Although about 2,000 cormorants were taken to the Southern African Foundation for the Conservation of Coastal Birds, more than 800 died due to weakness and dehydration during the trip to the rescue centre or soon after they arrived, AFP reported. In a statement, the foundation explained that when the birds were abandoned by their parents, they were too young to fend for themselves. The rest of the birds have recovered.

Meet the Cape Cormorant

A Cape cormorant chick sticks its beak out of a box at the Southern African Foundation for the Conservation of Coastal Birds. (Photo: Rodger Bosch / AFP, Getty Images) A Cape cormorant chick sticks its beak out of a box at the Southern African Foundation for the Conservation of Coastal Birds. (Photo: Rodger Bosch / AFP, Getty Images)

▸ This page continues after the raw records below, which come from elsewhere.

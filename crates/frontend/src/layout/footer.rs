//! Bottom bar under inputs/chemistry: unit shortcuts plus per-unit
//! sub-tabs.
//!
//! Unit shortcuts navigate by URL. Sub-tabs are in-page only and write
//! straight to the navigation store; they never appear in the path.

use leptos::prelude::*;
use leptos_router::hooks::use_navigate;
use leptos_router::NavigateOptions;

use crate::i18n::use_i18n;
use crate::layout::unit_navigation::FLOW_CHEMISTRY_TABS;
use crate::navigation::store::NavigationStore;
use crate::shared::components::ui::Select;

// (sub-tab id, tab label, panel title, panel body)
const REACTOR_SUB_TABS: [(&str, &str, &str, &str); 3] = [
    (
        "effluent-ph",
        "pH Control",
        "pH Control Parameters",
        "Monitor and adjust pH levels in the effluent stream.",
    ),
    (
        "effluent-flow",
        "Flow Rate",
        "Flow Rate Monitoring",
        "Track effluent flow rates and adjust as needed.",
    ),
    (
        "effluent-quality",
        "Quality Metrics",
        "Effluent Quality Parameters",
        "Monitor water quality parameters in the effluent.",
    ),
];

const COOLING_TOWER_SUB_TABS: [(&str, &str, &str, &str); 3] = [
    (
        "operating-temp",
        "Temperature",
        "Temperature Limits",
        "Monitor and control cooling tower operating temperatures.",
    ),
    (
        "operating-pressure",
        "Pressure",
        "Pressure Limits",
        "Monitor system pressure within operating limits.",
    ),
    (
        "operating-flow",
        "Flow Control",
        "Flow Rate Control",
        "Optimize flow rates for efficient cooling operation.",
    ),
];

#[derive(Clone, PartialEq)]
struct SubTab {
    key: &'static str,
    label: String,
    title: String,
    body: String,
}

fn static_sub_tabs(defs: &[(&'static str, &'static str, &'static str, &'static str)]) -> Vec<SubTab> {
    defs.iter()
        .map(|&(key, label, title, body)| SubTab {
            key,
            label: label.to_string(),
            title: title.to_string(),
            body: body.to_string(),
        })
        .collect()
}

#[component]
pub fn PageFooter() -> impl IntoView {
    let nav = use_context::<NavigationStore>().expect("NavigationStore not found");
    let i18n = use_i18n();
    let navigate = StoredValue::new(use_navigate());

    let tabs = move || -> Vec<SubTab> {
        match nav.unit().as_str() {
            "" => Vec::new(),
            "reactor" => static_sub_tabs(&REACTOR_SUB_TABS),
            "cooling-towers" => static_sub_tabs(&COOLING_TOWER_SUB_TABS),
            _ => vec![
                SubTab {
                    key: "parameters",
                    label: i18n.t("footer.parameters", "Parameters"),
                    title: i18n.t("footer.parametersTitle", "System Parameters"),
                    body: i18n.t(
                        "footer.parametersDesc",
                        "Configure and monitor system parameters for this unit.",
                    ),
                },
                SubTab {
                    key: "monitoring",
                    label: i18n.t("footer.monitoring", "Monitoring"),
                    title: i18n.t("footer.monitoringTitle", "Real-time Monitoring"),
                    body: i18n.t(
                        "footer.monitoringDesc",
                        "Monitor real-time data and system performance.",
                    ),
                },
                SubTab {
                    key: "controls",
                    label: i18n.t("footer.controls", "Controls"),
                    title: i18n.t("footer.controlsTitle", "System Controls"),
                    body: i18n.t(
                        "footer.controlsDesc",
                        "Access system controls and adjustment settings.",
                    ),
                },
            ],
        }
    };

    // First tab is shown until one is picked.
    let active_key = move || {
        let current = nav.sub_tab();
        let tabs = tabs();
        if !current.is_empty() && tabs.iter().any(|t| t.key == current) {
            current
        } else {
            tabs.first().map(|t| t.key.to_string()).unwrap_or_default()
        }
    };

    let dropdown_options = Signal::derive(move || {
        let mut options = vec![(String::new(), "Other Units...".to_string())];
        options.push((
            "ion-exchange".to_string(),
            i18n.t("nav.ionExchange", "Ion Exchange - WMA"),
        ));
        options.push((
            "compliance-points".to_string(),
            i18n.t("nav.compliancePoints", "Compliance Points"),
        ));
        options.extend(
            FLOW_CHEMISTRY_TABS
                .iter()
                .map(|&(key, label_key, fallback)| (key.to_string(), i18n.t(label_key, fallback))),
        );
        options
    });
    let dropdown_value = Signal::derive(move || {
        let unit = nav.unit();
        match unit.as_str() {
            "reactor" | "cooling-towers" => String::new(),
            _ => unit,
        }
    });

    let unit_button = move |key: &'static str, label_key: &'static str, fallback: &'static str| {
        view! {
            <button
                class="app-footer__unit-button"
                class:app-footer__unit-button--active=move || nav.unit() == key
                on:click=move |_| {
                    navigate
                        .with_value(|n| {
                            n(&format!("/inputs/chemistry/{}", key), NavigateOptions::default())
                        });
                }
            >
                {move || i18n.t(label_key, fallback)}
            </button>
        }
    };

    view! {
        <Show when=move || nav.in_chemistry()>
            <div class="app-footer">
                <div class="app-footer__units">
                    <span class="app-footer__units-label">
                        {move || i18n.t("unit.units", "Units")} ":"
                    </span>
                    {unit_button("reactor", "nav.reactor", "Reactor")}
                    {unit_button("cooling-towers", "nav.coolingTowers", "Cooling Towers")}
                    <Select
                        value=dropdown_value
                        options=dropdown_options
                        on_change=Callback::new(move |unit: String| {
                            if !unit.is_empty() {
                                navigate
                                    .with_value(|n| {
                                        n(
                                            &format!("/inputs/chemistry/{}", unit),
                                            NavigateOptions::default(),
                                        )
                                    });
                            }
                        })
                    />
                </div>
                <Show when=move || !nav.unit().is_empty()>
                    <div class="app-footer__tabs">
                        <div class="app-footer__tab-row">
                            {move || {
                                tabs()
                                    .into_iter()
                                    .map(|tab| {
                                        let key = tab.key;
                                        view! {
                                            <button
                                                class="app-footer__tab"
                                                class:app-footer__tab--active=move || active_key() == key
                                                on:click=move |_| nav.set_sub_tab(key)
                                            >
                                                {tab.label}
                                            </button>
                                        }
                                    })
                                    .collect_view()
                            }}
                        </div>
                        {move || {
                            tabs()
                                .into_iter()
                                .find(|t| t.key == active_key())
                                .map(|tab| {
                                    view! {
                                        <div class="app-footer__panel">
                                            <h4 class="app-footer__panel-title">{tab.title}</h4>
                                            <p class="app-footer__panel-body">{tab.body}</p>
                                        </div>
                                    }
                                })
                        }}
                    </div>
                </Show>
            </div>
        </Show>
    }
}
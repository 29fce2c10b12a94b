use crate::i18n::I18n;
use crate::navigation::store::NavigationStore;
use crate::parameters::store::ParametersStore;
use crate::routes::AppRoutes;
use leptos::prelude::*;

#[component]
pub fn App() -> impl IntoView {
    // Stores are constructed once here and handed to the whole tree via
    // context; nothing below owns ambient state of its own.
    let i18n = I18n::new();
    provide_context(i18n);
    provide_context(NavigationStore::new());
    provide_context(ParametersStore::new());

    // Dictionary for the persisted language, loaded in the background.
    i18n.reload_translations();

    view! {
        <AppRoutes />
    }
}
use leptos::prelude::*;

/// Input component with label support
#[component]
pub fn Input(
    /// Label text (optional)
    #[prop(optional, into)]
    label: MaybeProp<String>,
    /// Input value
    #[prop(into)]
    value: Signal<String>,
    /// Input event handler
    #[prop(optional)]
    on_input: Option<Callback<String>>,
    /// Placeholder text
    #[prop(optional, into)]
    placeholder: MaybeProp<String>,
    /// ID for the input element
    #[prop(optional, into)]
    id: MaybeProp<String>,
    /// Additional CSS classes
    #[prop(optional, into)]
    class: MaybeProp<String>,
) -> impl IntoView {
    let input_id = move || id.get().unwrap_or_default();
    let input_placeholder = move || placeholder.get().unwrap_or_default();
    let additional_class = move || class.get().unwrap_or_default();

    view! {
        <div class="form__group">
            {move || label.get().map(|l| view! {
                <label class="form__label" for=input_id>
                    {l}
                </label>
            })}
            <input
                id=input_id
                class=move || format!("form__input {}", additional_class())
                type="text"
                prop:value=move || value.get()
                placeholder=input_placeholder
                on:input=move |ev| {
                    if let Some(handler) = on_input {
                        handler.run(event_target_value(&ev));
                    }
                }
            />
        </div>
    }
}
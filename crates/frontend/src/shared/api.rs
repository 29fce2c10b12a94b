//! External HTTP lookups.

use contracts::elements::{ChemicalElement, FALLBACK_ELEMENTS};
use gloo_net::http::Request;
use serde::Deserialize;

// PubChem API for chemical elements
const PUBCHEM_BASE_URL: &str = "https://pubchem.ncbi.nlm.nih.gov/rest/pug";

#[derive(Debug, Deserialize)]
struct ListKeyResponse {
    #[serde(rename = "IdentifierList")]
    identifier_list: Option<IdentifierList>,
}

#[derive(Debug, Deserialize)]
struct IdentifierList {
    #[serde(rename = "CID")]
    cid: Vec<i64>,
}

/// Fetch the element options for the add-parameter select.
///
/// Any failure (network, HTTP status, unexpected payload) degrades to the
/// fixed fallback list; the caller never sees an error.
pub async fn fetch_chemical_elements() -> Vec<ChemicalElement> {
    match try_fetch_elements().await {
        Ok(elements) if !elements.is_empty() => elements,
        Ok(_) => FALLBACK_ELEMENTS.clone(),
        Err(err) => {
            log::warn!("element lookup failed, using fallback list: {err}");
            FALLBACK_ELEMENTS.clone()
        }
    }
}

async fn try_fetch_elements() -> Result<Vec<ChemicalElement>, String> {
    let url = format!("{}/compound/listkey/name/JSON", PUBCHEM_BASE_URL);

    let response = Request::get(&url)
        .send()
        .await
        .map_err(|e| format!("Request failed: {}", e))?;

    if !response.ok() {
        return Err(format!("HTTP error: {}", response.status()));
    }

    let data: ListKeyResponse = response
        .json()
        .await
        .map_err(|e| format!("Failed to parse response: {}", e))?;

    let list = match data.identifier_list {
        Some(list) => list,
        None => return Ok(Vec::new()),
    };

    Ok(list
        .cid
        .into_iter()
        .take(50)
        .enumerate()
        .map(|(index, cid)| ChemicalElement {
            label: format!("Element {}", index + 1),
            value: format!("element_{}", cid),
            formula: Some(format!("E{}", index + 1)),
        })
        .collect())
}
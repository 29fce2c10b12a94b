//! Runtime-switchable internationalization.
//!
//! The current language code is persisted separately from the dictionary
//! content; dictionaries are fetched on demand as flat key → string maps.
//! Missing keys fall back to hard-coded English defaults at the call site.

use leptos::prelude::*;
use leptos::task::spawn_local;
use std::collections::HashMap;
use web_sys::window;

const LANGUAGE_STORAGE_KEY: &str = "currentLanguage";
const DEFAULT_LANGUAGE: &str = "en";

/// Languages offered in the header selector: (code, fallback label).
pub const LANGUAGES: [(&str, &str); 2] = [("en", "English"), ("ru", "Русский")];

/// I18n context store.
#[derive(Clone, Copy)]
pub struct I18n {
    pub current_language: RwSignal<String>,
    pub translations: RwSignal<HashMap<String, String>>,
}

impl I18n {
    pub fn new() -> Self {
        Self {
            current_language: RwSignal::new(load_language_from_storage()),
            translations: RwSignal::new(HashMap::new()),
        }
    }

    /// Look up a key, falling back to the given default.
    pub fn t(&self, key: &str, fallback: &str) -> String {
        self.translations
            .with(|map| map.get(key).cloned())
            .unwrap_or_else(|| fallback.to_string())
    }

    /// Switch the language, persist the choice and reload the dictionary.
    ///
    /// The reload is asynchronous and never blocks navigation; until it
    /// lands, call sites render their fallbacks.
    pub fn set_language(&self, language: &str) {
        self.current_language.set(language.to_string());
        save_language_to_storage(language);
        self.reload_translations();
    }

    /// Fetch the dictionary for the current language in the background.
    /// A failed fetch leaves an empty map; a response arriving after the
    /// language changed again is discarded.
    pub fn reload_translations(&self) {
        let this = *self;
        let language = self.current_language.get_untracked();
        spawn_local(async move {
            let dictionary = match fetch_translations(&language).await {
                Ok(map) => map,
                Err(err) => {
                    log::error!("failed to load translations for {language}: {err}");
                    HashMap::new()
                }
            };
            if this.current_language.get_untracked() == language {
                this.translations.set(dictionary);
            }
        });
    }
}

impl Default for I18n {
    fn default() -> Self {
        Self::new()
    }
}

/// Hook to use the i18n context.
pub fn use_i18n() -> I18n {
    use_context::<I18n>().expect("I18n context not found")
}

async fn fetch_translations(language: &str) -> Result<HashMap<String, String>, String> {
    let url = format!("/static/i18n/{}.json", language);
    let response = gloo_net::http::Request::get(&url)
        .send()
        .await
        .map_err(|e| format!("Request failed: {}", e))?;

    if !response.ok() {
        return Err(format!("HTTP error: {}", response.status()));
    }

    response
        .json::<HashMap<String, String>>()
        .await
        .map_err(|e| format!("Failed to parse response: {}", e))
}

fn load_language_from_storage() -> String {
    window()
        .and_then(|w| w.local_storage().ok().flatten())
        .and_then(|storage| storage.get_item(LANGUAGE_STORAGE_KEY).ok().flatten())
        .unwrap_or_else(|| DEFAULT_LANGUAGE.to_string())
}

fn save_language_to_storage(language: &str) {
    if let Some(storage) = window().and_then(|w| w.local_storage().ok().flatten()) {
        if let Err(err) = storage.set_item(LANGUAGE_STORAGE_KEY, language) {
            log::warn!("failed to persist language choice: {err:?}");
        }
    }
}
//! Dialog for editing a group description.

use leptos::prelude::*;
use thaw::{Button, ButtonAppearance};

use crate::i18n::use_i18n;
use crate::parameters::store::ParametersStore;
use crate::shared::components::modal::Modal;
use crate::shared::components::ui::Textarea;

const MIN_DESCRIPTION_CHARS: usize = 10;
const MAX_DESCRIPTION_CHARS: u32 = 500;

#[component]
pub fn EditGroupModal(
    /// Visibility signal owned by the caller
    open: RwSignal<bool>,
    /// Target group id, set by the caller before opening
    group_id: RwSignal<String>,
) -> impl IntoView {
    let params = use_context::<ParametersStore>().expect("ParametersStore not found");
    let i18n = use_i18n();

    let description = RwSignal::new(String::new());
    let validation_error = RwSignal::new(Option::<String>::None);

    // Seed the textarea from the current group each time the dialog opens.
    Effect::new(move |_| {
        if open.get() {
            let current = params
                .group_description(&group_id.get_untracked())
                .unwrap_or_default();
            description.set(current);
            validation_error.set(None);
        }
    });

    let title = Signal::derive(move || {
        let name = params.group_name(&group_id.get()).unwrap_or_default();
        format!("{}: {}", i18n.t("modal.editGroup", "Edit Group"), name)
    });

    let save = move |_| {
        let text = description.get_untracked();
        let trimmed = text.trim();
        if trimmed.is_empty() {
            validation_error.set(Some(i18n.t("validation.required", "This field is required")));
            return;
        }
        if trimmed.chars().count() < MIN_DESCRIPTION_CHARS {
            validation_error.set(Some(i18n.t(
                "validation.minDescription",
                "Description must be at least 10 characters long",
            )));
            return;
        }
        params.update_group_description(&group_id.get_untracked(), trimmed);
        open.set(false);
    };

    view! {
        <Modal open=open title=title>
            <div class="modal-body">
                {move || {
                    validation_error.get().map(|msg| view! { <div class="form__error">{msg}</div> })
                }}
                <Textarea
                    label=Signal::derive(move || {
                        i18n.t("modal.groupDescription", "Group Description")
                    })
                    value=description
                    on_input=Callback::new(move |v: String| description.set(v))
                    placeholder=Signal::derive(move || {
                        i18n.t(
                            "placeholder.groupDescription",
                            "Enter a detailed description for this parameter group...",
                        )
                    })
                    rows=4
                    max_length=MAX_DESCRIPTION_CHARS
                />
                <div class="form__counter">
                    {move || format!("{}/{}", description.get().chars().count(), MAX_DESCRIPTION_CHARS)}
                </div>
            </div>
            <div class="modal-footer">
                <Button on_click=move |_| open.set(false)>
                    {move || i18n.t("modal.cancel", "Cancel")}
                </Button>
                <Button appearance=ButtonAppearance::Primary on_click=save>
                    {move || i18n.t("modal.save", "Save")}
                </Button>
            </div>
        </Modal>
    }
}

The Cape cormorant is native to southern Africa and is abundant on the west coast. Cormorants appear to be black birds from a distance, but upon closer inspection actually have plumage with a bluish sheen. The plumage is iridescent in breeding adults. Interestingly, adult cormorants have turquoise eyes with blue beads on their eyelids — those are amazing bird eyes — while juveniles have grey eyes. Cormorants can also be distinguished by the yellow-orange gape at the base of their bills.

Their Parents Left. They Did Not Return.

A volunteer cleans out an adjoining enclosure next to some of the Cape cormorant chicks. (Photo: Rodger Bosch / AFP, Getty Images) A volunteer cleans out an adjoining enclosure next to some of the Cape cormorant chicks. (Photo: Rodger Bosch / AFP, Getty Images)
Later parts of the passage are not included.